# WHAT THE TASK REQUIRES
Could you copy each line of the entries that contains "EditCosts"?

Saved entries
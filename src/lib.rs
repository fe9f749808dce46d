// Copyright (c) 2025 Steve Wagner (ciroque@live.com)
// SPDX-License-Identifier: MIT

//! Task pipelines for event processing.
//!
//! A pipeline is a tree of [`traits::Task`]s rooted in an
//! [`engine::TaskList`]. Every task goes through pre-process, a process call
//! per event (once per pass in multi-pass lists) and post-process, sharing
//! data through the [`engine::ParameterRegistry`]. Filters gate tasks and
//! combine through [`engine::FilterList`]; stream tags route events to the
//! tasks that care about them.

pub mod backends;      // built-in task kinds
pub mod config;        // YAML/TOML loading, validation, runtime builder
pub mod engine;        // scheduler, registry, event loop
pub mod errors;
pub mod observability;
pub mod traits;        // Task, Filter and Container abstractions
/// Per-operation weights for [`weighted_damerau_levenshtein`].
///
/// The default weighting matches git's own suggestion scoring: swaps are
/// free, substitutions cost 2, insertions 1, and deletions 3, which biases
/// corrections toward small insertions and adjacent transpositions.
#[derive(Debug, Clone, Copy, PartialEq, Eq)]
pub struct EditCosts {
    pub swap: usize,
    pub substitution: usize,
    pub insertion: usize,
    pub deletion: usize,
}

impl Default for EditCosts {
    fn default() -> Self {
        Self {
            swap: 0,
            substitution: 2,
            insertion: 1,
            deletion: 3,
        }
    }
}

/// Minimum total cost to transform `input` into `target` using weighted
/// single-byte substitution, insertion, deletion, and adjacent-pair
/// transposition (optimal string alignment: a swap is only considered when
/// the two positions are each other's bytes, never a longer-range move).
pub fn weighted_damerau_levenshtein(input: &[u8], target: &[u8], costs: EditCosts) -> usize {
    let rows = input.len() + 1;
    let cols = target.len() + 1;

    let mut dist = vec![vec![0usize; cols]; rows];
    for (i, row) in dist.iter_mut().enumerate() {
        row[0] = i * costs.deletion;
    }
    for j in 0..cols {
        dist[0][j] = j * costs.insertion;
    }

    for i in 1..rows {
        for j in 1..cols {
            let sub = if input[i - 1] == target[j - 1] {
                0
            } else {
                costs.substitution
            };
            let mut best = dist[i - 1][j - 1] + sub;

            if i > 1 && j > 1 && input[i - 2] == target[j - 1] && input[i - 1] == target[j - 2] {
                best = best.min(dist[i - 2][j - 2] + costs.swap);
            }

            best = best.min(dist[i][j - 1] + costs.insertion);
            best = best.min(dist[i - 1][j] + costs.deletion);
            dist[i][j] = best;
        }
    }

    dist[rows - 1][cols - 1]
}
use clap::Parser;

/// Re-runs the most recently executed `git` command with its mistyped
/// subcommand replaced by the closest valid one.
#[derive(Debug, Parser)]
#[command(name = "regit", version)]
pub struct Cli {
    /// Prompt for a choice when multiple equally good candidates exist;
    /// without this flag the first-ranked candidate is used.
    #[arg(short = 'p', long = "prompt")]
    pub prompt: bool,
}
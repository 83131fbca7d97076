mod cli;
mod prompt;

use std::io::IsTerminal;
use std::io::Write;

use anyhow::bail;
pub use cli::Cli;
use regit_core::GIT_COMMANDS;
use regit_core::resolve;
use tracing::info;
use tracing_subscriber::EnvFilter;

use crate::prompt::Choice;

pub fn run_main(cli: Cli) -> anyhow::Result<()> {
    let default_level = "error";
    let _ = tracing_subscriber::fmt()
        // Fallback to the `default_level` log filter if the environment
        // variable is not set _or_ contains an invalid value
        .with_env_filter(
            EnvFilter::try_from_default_env()
                .or_else(|_| EnvFilter::try_new(default_level))
                .unwrap_or_else(|_| EnvFilter::new(default_level)),
        )
        .with_ansi(std::io::stderr().is_terminal())
        .with_writer(std::io::stderr)
        .try_init();

    let last = regit_history::last_command()?;
    let mut tokens = last.split(' ').filter(|token| !token.is_empty());
    match tokens.next() {
        Some("git") => {}
        _ => bail!("most recent command is not a git invocation: {last}"),
    }
    let Some(mistyped) = tokens.next() else {
        bail!("git invocation has no subcommand");
    };
    let trailing: Vec<String> = tokens.map(str::to_string).collect();

    let resolution = resolve(mistyped, GIT_COMMANDS)?;
    let chosen = if resolution.commands.len() == 1 || !cli.prompt {
        resolution.commands[0].clone()
    } else {
        match prompt::select("Select the git command to run", &resolution.commands)? {
            Choice::Selected(idx) => resolution.commands[idx].clone(),
            Choice::Cancelled => bail!("selection cancelled; nothing executed"),
        }
    };
    info!(mistyped, %chosen, "correcting subcommand");

    let mut args = Vec::with_capacity(trailing.len() + 1);
    args.push(chosen);
    args.extend(trailing);
    let invoked = regit_exec::invoke("git", &args)?;

    let output = invoked.output();
    if !output.is_empty() {
        let mut stdout = std::io::stdout();
        stdout.write_all(output)?;
        stdout.flush()?;
    }
    invoked.exit_ok()?;
    Ok(())
}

# SOLUTION
pub struct EditCosts {
impl Default for EditCosts {
pub fn weighted_damerau_levenshtein(input: &[u8], target: &[u8], costs: EditCosts) -> usize {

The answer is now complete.